Transformative Financial Services CEO, Rangam Bir, said Malaysian insurers must move beyond compliance-driven risk management toward forward-looking pricing, stronger AI governance, and cross-functional risk capabilities as climate volatility, medical inflation, and ageing demographics make historical models less reliable.
Speaking at the Asian Banking & Finance x Insurance Asia Summit 2026 in Malaysia, Bir said insurers have moved away from their core function.
“We were risk managers, managing risk for our customers,” he said. But “the risk focus in an insurance company has moved more towards sales compliance, mis-selling, regulatory compliance, anti-money laundering and so on,"
Bir, a former CEO of AmMetLife Insurance Bhd., also said that the shift leaves insurers exposed as risks become more interconnected and harder to isolate.
“We are at a very, very pivotal time,” he said. “What I had in mind six months ago has already changed today," Bir said.
He added that the market is moving from underwriting individual risks “to an age where systems are all interconnected,” which means underwriting, cyber, operational, liability, and financial risks increasingly overlap.
Recent catastrophe data reflects this trend.

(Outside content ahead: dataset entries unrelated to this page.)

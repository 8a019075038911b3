//! Password composition policies.
//!
//! A [`PasswordPolicy`] declares minimum counts of uppercase, numeric and
//! special characters plus length bounds for a candidate password. Checking
//! is independent of the hashing pipeline and can run on a raw password
//! before it is ever hashed.

use thiserror::Error;

/// The first composition rule a password violated, with the offending
/// count and the policy threshold.
///
/// Rules are checked in a fixed order - numeric, special, uppercase,
/// minimum length, maximum length - so only the first failure is reported
/// even when several rules are violated at once.
#[derive(Debug, Error, Clone, Copy, PartialEq, Eq)]
pub enum PolicyViolation {
    /// Fewer numeric (`0-9`) characters than the policy requires.
    #[error("the password must contain at least {required} numeric characters (found {found})")]
    Numeric {
        /// Numeric characters present in the password.
        found: usize,
        /// Minimum required by the policy.
        required: usize,
    },

    /// Fewer special (non-alphanumeric) characters than the policy requires.
    #[error("the password must contain at least {required} special characters (found {found})")]
    Special {
        /// Special characters present in the password.
        found: usize,
        /// Minimum required by the policy.
        required: usize,
    },

    /// Fewer uppercase (`A-Z`) characters than the policy requires.
    #[error("the password must contain at least {required} uppercase characters (found {found})")]
    Uppercase {
        /// Uppercase characters present in the password.
        found: usize,
        /// Minimum required by the policy.
        required: usize,
    },

    /// The password is shorter than the policy's minimum length.
    #[error("the password must be at least {minimum} characters long (found {length})")]
    MinLength {
        /// Length of the password in characters.
        length: usize,
        /// Minimum length required by the policy.
        minimum: usize,
    },

    /// The password is longer than the policy's maximum length.
    #[error("the password must be at most {maximum} characters long (found {length})")]
    MaxLength {
        /// Length of the password in characters.
        length: usize,
        /// Maximum length allowed by the policy.
        maximum: usize,
    },
}

/// Declarative composition rules for candidate passwords.
///
/// The character classes are the ASCII classes `[0-9]`, `[^0-9a-zA-Z]` and
/// `[A-Z]`; any character outside ASCII letters and digits counts as
/// special. Lengths are measured in characters, not bytes.
///
/// # Example
///
/// ```rust
/// use pwkit::{PasswordPolicy, PolicyViolation};
///
/// let policy = PasswordPolicy::new(1, 1, 1, 6, usize::MAX);
///
/// assert!(policy.check("Abcdef1!").is_ok());
/// assert_eq!(
///     policy.first_violation("Ab1!"),
///     Some(PolicyViolation::MinLength { length: 4, minimum: 6 }),
/// );
/// ```
#[derive(Debug, Clone, Copy, PartialEq, Eq)]
pub struct PasswordPolicy {
    /// Minimum number of uppercase characters.
    pub min_uppercase: usize,
    /// Minimum number of special (non-alphanumeric) characters.
    pub min_special: usize,
    /// Minimum number of numeric characters.
    pub min_numeric: usize,
    /// Minimum password length in characters.
    pub min_length: usize,
    /// Maximum password length in characters.
    pub max_length: usize,
}

impl PasswordPolicy {
    /// Creates a policy from explicit thresholds.
    #[must_use]
    pub const fn new(
        min_uppercase: usize,
        min_special: usize,
        min_numeric: usize,
        min_length: usize,
        max_length: usize,
    ) -> Self {
        Self {
            min_uppercase,
            min_special,
            min_numeric,
            min_length,
            max_length,
        }
    }

    /// Checks `password` against this policy.
    ///
    /// Scans the password once, then tests the rules in fixed order:
    /// numeric count, special count, uppercase count, minimum length,
    /// maximum length.
    ///
    /// # Errors
    ///
    /// Returns the first violated rule as a [`PolicyViolation`].
    pub fn check(&self, password: &str) -> Result<(), PolicyViolation> {
        let mut numeric = 0;
        let mut special = 0;
        let mut uppercase = 0;
        let mut length = 0;

        for ch in password.chars() {
            length += 1;
            if ch.is_ascii_digit() {
                numeric += 1;
            }
            if !ch.is_ascii_alphanumeric() {
                special += 1;
            }
            if ch.is_ascii_uppercase() {
                uppercase += 1;
            }
        }

        if numeric < self.min_numeric {
            return Err(PolicyViolation::Numeric {
                found: numeric,
                required: self.min_numeric,
            });
        }

        if special < self.min_special {
            return Err(PolicyViolation::Special {
                found: special,
                required: self.min_special,
            });
        }

        if uppercase < self.min_uppercase {
            return Err(PolicyViolation::Uppercase {
                found: uppercase,
                required: self.min_uppercase,
            });
        }

        if length < self.min_length {
            return Err(PolicyViolation::MinLength {
                length,
                minimum: self.min_length,
            });
        }

        if length > self.max_length {
            return Err(PolicyViolation::MaxLength {
                length,
                maximum: self.max_length,
            });
        }

        Ok(())
    }

    /// Non-throwing form of [`check`](Self::check): `true` if the password
    /// complies with the policy.
    #[must_use]
    pub fn is_compliant(&self, password: &str) -> bool {
        self.check(password).is_ok()
    }

    /// Returns the first violated rule, or `None` if the password complies.
    #[must_use]
    pub fn first_violation(&self, password: &str) -> Option<PolicyViolation> {
        self.check(password).err()
    }
}

impl Default for PasswordPolicy {
    /// One uppercase, one special, two numeric characters and at least six
    /// characters overall, with no upper length bound.
    fn default() -> Self {
        Self::new(1, 1, 2, 6, usize::MAX)
    }
}
//! Error types for toolkit operations.
//!
//! This module provides a unified error type for all toolkit operations.
//! Validation failures are reported at the point of detection and are never
//! retried internally; regenerating a salt or re-prompting for a password is
//! the caller's responsibility.

use thiserror::Error;

use crate::core::types::PolicyViolation;

/// Errors that can occur when deriving, verifying or encoding hashes.
#[derive(Debug, Error)]
pub enum PwkitError {
    /// The supplied salt is shorter than the 8-byte minimum required for
    /// PBKDF2 key derivation.
    #[error("salt is shorter than the 8 byte minimum required for key derivation")]
    SaltTooShort,

    /// The iteration count is below the floor of 1000 recommended in
    /// RFC 2898.
    #[error("iteration count is less than the minimum of 1000 recommended in RFC 2898")]
    IterationsTooLow,

    /// A password failed its composition policy; carries the first rule
    /// that was violated.
    #[error("password policy violation: {0}")]
    Policy(#[from] PolicyViolation),

    /// Hex decoding error (odd length or non-hex characters).
    #[error("hex decode error: {0}")]
    HexDecode(#[from] hex::FromHexError),

    /// The supplied bytes are not valid UTF-8.
    #[error("UTF-8 decode error: {0}")]
    Utf8Decode(#[from] std::string::FromUtf8Error),

    /// The operating system's secure random source failed.
    #[error("secure random source failed")]
    RandomSource,

    /// The underlying MAC primitive faulted.
    /// Intentionally vague for security.
    #[error("cryptographic operation failed")]
    Crypto,
}

/// Result type alias for toolkit operations.
pub type PwkitResult<T> = Result<T, PwkitError>;

#[cfg(test)]
mod tests {
    use super::*;

    #[test]
    fn test_error_display() {
        let err = PwkitError::SaltTooShort;
        assert_eq!(
            err.to_string(),
            "salt is shorter than the 8 byte minimum required for key derivation"
        );

        let err = PwkitError::IterationsTooLow;
        assert_eq!(
            err.to_string(),
            "iteration count is less than the minimum of 1000 recommended in RFC 2898"
        );

        let err = PwkitError::RandomSource;
        assert_eq!(err.to_string(), "secure random source failed");

        let err = PwkitError::Crypto;
        assert_eq!(err.to_string(), "cryptographic operation failed");
    }

    #[test]
    fn test_policy_violation_conversion() {
        let violation = PolicyViolation::MinLength {
            length: 4,
            minimum: 6,
        };
        let err = PwkitError::from(violation);
        assert!(matches!(err, PwkitError::Policy(_)));
        assert!(err.to_string().starts_with("password policy violation:"));
    }

    #[test]
    fn test_hex_error_conversion() {
        let result = hex::decode("abc");
        let err = PwkitError::from(result.expect_err("odd length must fail"));
        assert!(matches!(err, PwkitError::HexDecode(_)));
    }

    #[test]
    fn test_error_debug() {
        let err = PwkitError::SaltTooShort;
        let debug_str = format!("{err:?}");
        assert!(debug_str.contains("SaltTooShort"));
    }
}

Global insured losses from natural catastrophes reached about $137b in 2024, with projections pointing toward $145b in 2025 if current trends continue.
Losses have remained above $100b for several consecutive years. Bir’s presentation showed that, under current pricing models, 30% to 40% of today’s insured property risks could become economically uninsurable by 2032.
He also cited more than $700b in projected annual global insured losses by 2030, alongside parametric insurance markets growing three times faster than traditional lines.
Bir said the core weakness is that insurers still rely on backwards-looking claims experience to price risks that are now changing in real time.
“A lot of insurance products' pricing is all based on backwards-looking data, historical claims experience,” he said. “But a lot of the risks that we are facing today are real-time. Are forward-looking. They cannot be priced right."
He pointed to electric vehicles, autonomous fleets, and AI-led operating environments as examples where historical loss curves offer limited guidance.
He made the same point on life and health insurance.
“From an insurance perspective today, 60 plus, 65 plus are uninsurable risks,” Bir said, even as Asia’s population profile shifts older.
Healthcare costs are adding to the pressure. Bir said Malaysia has seen “medical, medical inflation being at 12 to 15% over the last couple of years,” raising the question of how insurers can keep coverage affordable.
Bir said insurers need to reorganise how risk is managed across the business.
“At the end of the day, when we take a look at the risk mandate, it is not no longer a governance issue. It’s a strategic issue,” he said.